DATA SECTION below:
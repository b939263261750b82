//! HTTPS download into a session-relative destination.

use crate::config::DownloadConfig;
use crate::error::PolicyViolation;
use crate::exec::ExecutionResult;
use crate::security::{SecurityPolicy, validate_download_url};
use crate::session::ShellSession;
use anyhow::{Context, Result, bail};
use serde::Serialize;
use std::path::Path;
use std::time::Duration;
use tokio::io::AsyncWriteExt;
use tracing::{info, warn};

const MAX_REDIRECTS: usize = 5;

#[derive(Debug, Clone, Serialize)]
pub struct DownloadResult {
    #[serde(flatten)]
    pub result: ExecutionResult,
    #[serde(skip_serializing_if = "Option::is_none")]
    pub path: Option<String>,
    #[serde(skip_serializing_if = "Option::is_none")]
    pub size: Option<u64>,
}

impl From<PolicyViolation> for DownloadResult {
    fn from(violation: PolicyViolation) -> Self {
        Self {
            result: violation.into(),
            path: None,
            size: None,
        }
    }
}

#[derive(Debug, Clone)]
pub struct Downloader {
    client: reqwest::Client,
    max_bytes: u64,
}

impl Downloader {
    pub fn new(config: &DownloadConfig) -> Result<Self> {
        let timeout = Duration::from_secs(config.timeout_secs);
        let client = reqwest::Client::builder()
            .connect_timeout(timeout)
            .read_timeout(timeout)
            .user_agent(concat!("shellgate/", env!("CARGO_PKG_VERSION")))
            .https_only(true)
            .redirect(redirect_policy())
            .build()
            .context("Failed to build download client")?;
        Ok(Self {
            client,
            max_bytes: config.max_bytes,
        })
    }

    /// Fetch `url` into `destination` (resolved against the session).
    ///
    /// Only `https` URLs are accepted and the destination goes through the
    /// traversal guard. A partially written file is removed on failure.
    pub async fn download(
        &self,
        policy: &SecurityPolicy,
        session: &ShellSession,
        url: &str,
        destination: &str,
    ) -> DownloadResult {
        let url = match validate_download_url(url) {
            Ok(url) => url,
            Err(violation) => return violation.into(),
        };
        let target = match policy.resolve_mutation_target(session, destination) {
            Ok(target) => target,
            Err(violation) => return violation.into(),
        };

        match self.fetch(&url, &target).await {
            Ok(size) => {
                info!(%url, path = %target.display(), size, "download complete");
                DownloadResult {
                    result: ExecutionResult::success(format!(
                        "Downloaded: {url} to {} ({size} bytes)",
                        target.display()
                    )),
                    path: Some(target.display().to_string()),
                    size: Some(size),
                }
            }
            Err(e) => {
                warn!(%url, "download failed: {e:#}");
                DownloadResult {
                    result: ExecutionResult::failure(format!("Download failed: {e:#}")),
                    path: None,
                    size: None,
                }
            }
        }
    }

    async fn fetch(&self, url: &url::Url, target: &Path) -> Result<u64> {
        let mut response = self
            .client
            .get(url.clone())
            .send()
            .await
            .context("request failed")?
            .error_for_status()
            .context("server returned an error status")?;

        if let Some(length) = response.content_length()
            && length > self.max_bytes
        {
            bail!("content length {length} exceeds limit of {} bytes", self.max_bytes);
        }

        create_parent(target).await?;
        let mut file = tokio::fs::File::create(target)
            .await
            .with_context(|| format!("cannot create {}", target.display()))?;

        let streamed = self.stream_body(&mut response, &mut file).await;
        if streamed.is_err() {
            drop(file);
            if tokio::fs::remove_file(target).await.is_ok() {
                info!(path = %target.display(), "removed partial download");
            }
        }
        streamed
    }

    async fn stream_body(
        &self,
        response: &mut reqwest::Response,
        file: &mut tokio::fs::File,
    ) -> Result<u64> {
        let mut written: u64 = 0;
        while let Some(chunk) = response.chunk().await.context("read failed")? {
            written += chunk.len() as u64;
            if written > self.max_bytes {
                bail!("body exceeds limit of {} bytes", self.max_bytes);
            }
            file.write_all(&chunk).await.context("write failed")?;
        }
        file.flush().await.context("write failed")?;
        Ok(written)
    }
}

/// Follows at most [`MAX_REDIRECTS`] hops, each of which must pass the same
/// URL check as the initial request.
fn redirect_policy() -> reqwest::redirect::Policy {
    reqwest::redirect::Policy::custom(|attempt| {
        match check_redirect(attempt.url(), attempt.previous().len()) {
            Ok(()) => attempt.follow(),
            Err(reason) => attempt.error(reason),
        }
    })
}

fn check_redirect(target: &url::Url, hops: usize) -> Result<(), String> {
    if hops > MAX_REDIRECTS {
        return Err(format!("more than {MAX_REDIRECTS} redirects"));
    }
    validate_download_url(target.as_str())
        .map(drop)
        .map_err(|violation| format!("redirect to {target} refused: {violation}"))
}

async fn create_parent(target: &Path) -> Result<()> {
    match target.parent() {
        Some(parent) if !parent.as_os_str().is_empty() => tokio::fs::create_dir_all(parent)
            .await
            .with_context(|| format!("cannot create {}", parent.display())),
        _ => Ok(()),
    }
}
End of DATA SECTION.
Using the listing above, locate the lines that hold "Option" and copy each one.

§ OUTPUT:
    #[serde(skip_serializing_if = "Option::is_none")]
    pub path: Option<String>,
    #[serde(skip_serializing_if = "Option::is_none")]
    pub size: Option<u64>,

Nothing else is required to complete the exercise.